With spring hunting season approaching once again, Malta is heading into familiar and deeply troubling territory. The signs are all there: scientific warnings ignored, legal obligations sidestepped, and political convenience placed above environmental responsibility. By reopening the spring hunting season, the government will be reaffirming a pattern of short-term electoral calculation at the expense of Malta’s credibility, biodiversity and standing within the European Union.
The timing could hardly be worse. Malta has already been reprimanded by the EU over finch trapping, after years of repeated attempts to stretch, reinterpret or circumvent the rules that were clear from the day of accession in 2004. Finch trapping was meant to be phased out. No new licences were to be issued. Yet the government’s recent decision, through the Wild Birds Regulation Unit, to reopen applications for new general trapping licences shows that it is still willing to flirt with legal boundaries whenever it senses political advantage.

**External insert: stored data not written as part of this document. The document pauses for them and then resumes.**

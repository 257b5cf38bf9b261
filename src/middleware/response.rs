use axum::{
    http::StatusCode,
    response::{IntoResponse, Json, Response},
};
use serde::Serialize;
use serde_json::json;

/// Wrapper for API responses that automatically adds success envelope
#[derive(Debug)]
pub struct ApiResponse<T: Serialize> {
    pub data: T,
}

impl<T: Serialize> ApiResponse<T> {
    /// Successful response, always 200
    pub fn success(data: T) -> Self {
        Self { data }
    }
}

impl<T: Serialize> IntoResponse for ApiResponse<T> {
    fn into_response(self) -> Response {
        // Convert data to JSON Value for consistent envelope format
        let data_value = match serde_json::to_value(&self.data) {
            Ok(value) => value,
            Err(e) => {
                tracing::error!("Failed to serialize response data: {}", e);
                return (
                    StatusCode::INTERNAL_SERVER_ERROR,
                    Json(json!({
                        "success": false,
                        "error": "Failed to serialize response data",
                        "code": "INTERNAL_SERVER_ERROR"
                    })),
                )
                    .into_response();
            }
        };

        // Wrap in success envelope
        let envelope = json!({
            "success": true,
            "data": data_value
        });

        (StatusCode::OK, Json(envelope)).into_response()
    }
}

// Convenience type alias
pub type ApiResult<T> = Result<ApiResponse<T>, crate::error::ApiError>;
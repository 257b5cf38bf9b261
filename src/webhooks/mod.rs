pub mod event;
pub mod signature;

pub use event::{decode, Delivery, EventError, EventKind, UserData};
pub use signature::{SignatureError, WebhookVerifier};
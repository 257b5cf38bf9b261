// handlers/public/mod.rs - Public handlers (no authentication required)
//
// Liveness answers must stay independent of the store so that orchestrators
// do not restart the process when only the database is down. /health is the
// endpoint that reports store reachability.

pub mod health;
pub mod liveness;

pub use health::health;
pub use liveness::{api_root, root};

This should alarm anyone who cares about the rule of law. The European Court of Justice has already ruled twice against Malta’s approach to finch trapping. In 2018, it dismantled the so-called recreational derogation. In 2024, it rejected the revised “scientific research” model. They were clear judicial statements that Malta’s attempts to justify trapping under EU law do not stand. Yet the government persists, as if European law were merely a nuisance to be negotiated around rather than an obligation to be respected.

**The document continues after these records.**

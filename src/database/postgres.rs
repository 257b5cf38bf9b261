use async_trait::async_trait;
use sqlx::{FromRow, PgPool, Row};

use crate::database::manager::{DatabaseError, DatabaseManager};
use crate::database::models::{Project, User, UserProfile, Workspace};
use crate::database::repository::Repository;
use crate::database::store::{Store, Upserted};

const USER_COLUMNS: &str = "id, email, name, image, created_at, updated_at";

/// Postgres-backed store
#[derive(Clone)]
pub struct PgStore {
    pool: PgPool,
}

impl PgStore {
    pub fn new(pool: PgPool) -> Self {
        Self { pool }
    }
}

#[async_trait]
impl Store for PgStore {
    async fn ping(&self) -> Result<(), DatabaseError> {
        DatabaseManager::health_check(&self.pool).await
    }

    async fn find_user(&self, id: &str) -> Result<Option<User>, DatabaseError> {
        let sql = format!("SELECT {USER_COLUMNS} FROM users WHERE id = $1");
        let user = sqlx::query_as::<_, User>(&sql)
            .bind(id)
            .fetch_optional(&self.pool)
            .await?;
        Ok(user)
    }

    async fn insert_user(&self, profile: &UserProfile) -> Result<User, DatabaseError> {
        let sql = format!(
            "INSERT INTO users (id, email, name, image) VALUES ($1, $2, $3, $4) RETURNING {USER_COLUMNS}"
        );
        let user = sqlx::query_as::<_, User>(&sql)
            .bind(&profile.id)
            .bind(&profile.email)
            .bind(&profile.name)
            .bind(&profile.image)
            .fetch_one(&self.pool)
            .await?;
        Ok(user)
    }

    async fn update_user(&self, profile: &UserProfile) -> Result<Option<User>, DatabaseError> {
        let sql = format!(
            "UPDATE users SET email = $2, name = $3, image = $4, updated_at = NOW()
             WHERE id = $1 RETURNING {USER_COLUMNS}"
        );
        let user = sqlx::query_as::<_, User>(&sql)
            .bind(&profile.id)
            .bind(&profile.email)
            .bind(&profile.name)
            .bind(&profile.image)
            .fetch_optional(&self.pool)
            .await?;
        Ok(user)
    }

    async fn upsert_user(&self, profile: &UserProfile) -> Result<Upserted, DatabaseError> {
        // xmax is 0 only for a freshly inserted tuple
        let sql = format!(
            "INSERT INTO users (id, email, name, image) VALUES ($1, $2, $3, $4)
             ON CONFLICT (id) DO UPDATE SET
                email = EXCLUDED.email,
                name = EXCLUDED.name,
                image = EXCLUDED.image,
                updated_at = NOW()
             RETURNING {USER_COLUMNS}, (xmax = 0) AS inserted"
        );
        let row = sqlx::query(&sql)
            .bind(&profile.id)
            .bind(&profile.email)
            .bind(&profile.name)
            .bind(&profile.image)
            .fetch_one(&self.pool)
            .await?;

        let user = User::from_row(&row)?;
        let inserted: bool = row.try_get("inserted")?;
        Ok(Upserted { user, inserted })
    }

    async fn delete_user(&self, id: &str) -> Result<bool, DatabaseError> {
        let result = sqlx::query("DELETE FROM users WHERE id = $1")
            .bind(id)
            .execute(&self.pool)
            .await?;
        Ok(result.rows_affected() > 0)
    }

    async fn list_workspaces(&self) -> Result<Vec<Workspace>, DatabaseError> {
        Repository::<Workspace>::new("workspaces", self.pool.clone())
            .select_all()
            .await
    }

    async fn list_projects(&self) -> Result<Vec<Project>, DatabaseError> {
        Repository::<Project>::new("projects", self.pool.clone())
            .select_all()
            .await
    }
}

That same mindset now hangs ominously over the coming spring hunting season.
BirdLife Malta’s latest report on the Turtle-dove should have settled the matter. The evidence is stark. Across the central-eastern migratory flyway, to which Malta belongs, 13 of 15 countries are reporting population declines, with an overall drop of more than 23 per cent. It is the latest, most robust and up-to-date evidence available under EU reporting obligations. The Turtle-dove remains a vulnerable species, and its conservation status continues to deteriorate.

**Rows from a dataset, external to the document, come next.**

use async_trait::async_trait;
use chrono::Utc;
use std::collections::HashMap;
use tokio::sync::RwLock;

use crate::database::manager::DatabaseError;
use crate::database::models::{Project, User, UserProfile, Workspace};
use crate::database::store::{Store, Upserted};

/// In-process store with the same per-statement semantics as `PgStore`.
/// Used by tests and by development runs without `DATABASE_URL`.
#[derive(Default)]
pub struct MemoryStore {
    users: RwLock<HashMap<String, User>>,
    workspaces: RwLock<Vec<Workspace>>,
    projects: RwLock<Vec<Project>>,
}

impl MemoryStore {
    pub fn new() -> Self {
        Self::default()
    }

    /// Seed the listing tables
    pub fn with_catalog(workspaces: Vec<Workspace>, projects: Vec<Project>) -> Self {
        Self {
            users: RwLock::default(),
            workspaces: RwLock::new(workspaces),
            projects: RwLock::new(projects),
        }
    }
}

#[async_trait]
impl Store for MemoryStore {
    async fn ping(&self) -> Result<(), DatabaseError> {
        Ok(())
    }

    async fn find_user(&self, id: &str) -> Result<Option<User>, DatabaseError> {
        Ok(self.users.read().await.get(id).cloned())
    }

    async fn insert_user(&self, profile: &UserProfile) -> Result<User, DatabaseError> {
        let mut users = self.users.write().await;
        if users.contains_key(&profile.id) {
            return Err(DatabaseError::Conflict(format!(
                "duplicate key value violates unique constraint \"users_pkey\" (id={})",
                profile.id
            )));
        }
        let user = User::from_profile(profile, Utc::now());
        users.insert(user.id.clone(), user.clone());
        Ok(user)
    }

    async fn update_user(&self, profile: &UserProfile) -> Result<Option<User>, DatabaseError> {
        let mut users = self.users.write().await;
        Ok(users.get_mut(&profile.id).map(|user| {
            user.apply(profile, Utc::now());
            user.clone()
        }))
    }

    async fn upsert_user(&self, profile: &UserProfile) -> Result<Upserted, DatabaseError> {
        let mut users = self.users.write().await;
        let now = Utc::now();
        match users.get_mut(&profile.id) {
            Some(user) => {
                user.apply(profile, now);
                Ok(Upserted {
                    user: user.clone(),
                    inserted: false,
                })
            }
            None => {
                let user = User::from_profile(profile, now);
                users.insert(user.id.clone(), user.clone());
                Ok(Upserted {
                    user,
                    inserted: true,
                })
            }
        }
    }

    async fn delete_user(&self, id: &str) -> Result<bool, DatabaseError> {
        Ok(self.users.write().await.remove(id).is_some())
    }

    async fn list_workspaces(&self) -> Result<Vec<Workspace>, DatabaseError> {
        let mut rows = self.workspaces.read().await.clone();
        rows.sort_by(|a, b| b.created_at.cmp(&a.created_at));
        Ok(rows)
    }

    async fn list_projects(&self) -> Result<Vec<Project>, DatabaseError> {
        let mut rows = self.projects.read().await.clone();
        rows.sort_by(|a, b| b.created_at.cmp(&a.created_at));
        Ok(rows)
    }
}

#[cfg(test)]
mod tests {
    use super::*;

    fn profile(id: &str, name: &str) -> UserProfile {
        UserProfile {
            id: id.to_string(),
            email: Some(format!("{id}@example.com")),
            name: Some(name.to_string()),
            image: None,
        }
    }

    #[tokio::test]
    async fn insert_rejects_duplicate_id() {
        let store = MemoryStore::new();
        store.insert_user(&profile("user_1", "Ada")).await.unwrap();
        let err = store.insert_user(&profile("user_1", "Ada")).await.unwrap_err();
        assert!(matches!(err, DatabaseError::Conflict(_)));
    }

    #[tokio::test]
    async fn update_missing_returns_none() {
        let store = MemoryStore::new();
        assert!(store.update_user(&profile("ghost", "Nobody")).await.unwrap().is_none());
    }

    #[tokio::test]
    async fn update_overwrites_all_profile_fields() {
        let store = MemoryStore::new();
        store.insert_user(&profile("user_1", "Ada")).await.unwrap();

        let cleared = UserProfile {
            id: "user_1".to_string(),
            ..Default::default()
        };
        let user = store.update_user(&cleared).await.unwrap().unwrap();
        assert_eq!(user.email, None);
        assert_eq!(user.name, None);
        assert!(user.updated_at >= user.created_at);
    }

    #[tokio::test]
    async fn upsert_reports_insert_then_update() {
        let store = MemoryStore::new();
        let first = store.upsert_user(&profile("user_1", "Ada")).await.unwrap();
        assert!(first.inserted);
        let second = store.upsert_user(&profile("user_1", "Ada Lovelace")).await.unwrap();
        assert!(!second.inserted);
        assert_eq!(second.user.name.as_deref(), Some("Ada Lovelace"));
        assert_eq!(second.user.created_at, first.user.created_at);
    }

    #[tokio::test]
    async fn delete_reports_presence() {
        let store = MemoryStore::new();
        store.insert_user(&profile("user_1", "Ada")).await.unwrap();
        assert!(store.delete_user("user_1").await.unwrap());
        assert!(!store.delete_user("user_1").await.unwrap());
    }

    #[tokio::test]
    async fn empty_catalog_lists_nothing() {
        let store = MemoryStore::new();
        assert!(store.list_workspaces().await.unwrap().is_empty());
        assert!(store.list_projects().await.unwrap().is_empty());
    }
}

Against that backdrop, Malta’s decision to reopen spring hunting of the Turtle-dove from 2022 onwards looks increasingly indefensible. The moratorium between 2017 and 2021 was not only sensible; it was necessary. Reversing it in the face of worsening evidence was reckless. BirdLife Malta is right to point out that previous claims by the Wild Birds Regulation Unit that populations migrating over Malta were stable or increasing relied on outdated data and flawed methodology.
The precautionary principle should apply with full force here. When a species is in unfavourable conservation status, and when scientific evidence points clearly towards continued decline, the burden should be on the government to prove beyond doubt that any derogation is lawful, limited and harmless. It has not done so. On the contrary, it has repeatedly acted as though political pressure from a vocal lobby is reason enough to keep testing the limits.
This is where the government deserves the bulk of the criticism. It is the government that carries responsibility for upholding EU obligations, for basing policy on sound science, and for resisting the temptation to turn wildlife policy into a vote-catching exercise. It is the government that has the machinery of the state, the legal advice, and the scientific resources at its disposal. If it still chooses confrontation over compliance, then it is doing so knowingly.
Spring hunting should not proceed under a cloud of dubious science, open infringement proceedings and obvious ecological risk. The only responsible course is to halt Turtle-dove hunting immediately and reinstate a moratorium, in line with BirdLife Malta’s recommendations. Malta cannot continue to treat nature as collateral damage in the pursuit of electoral favour. The birds passing over these islands deserve better. So does the country.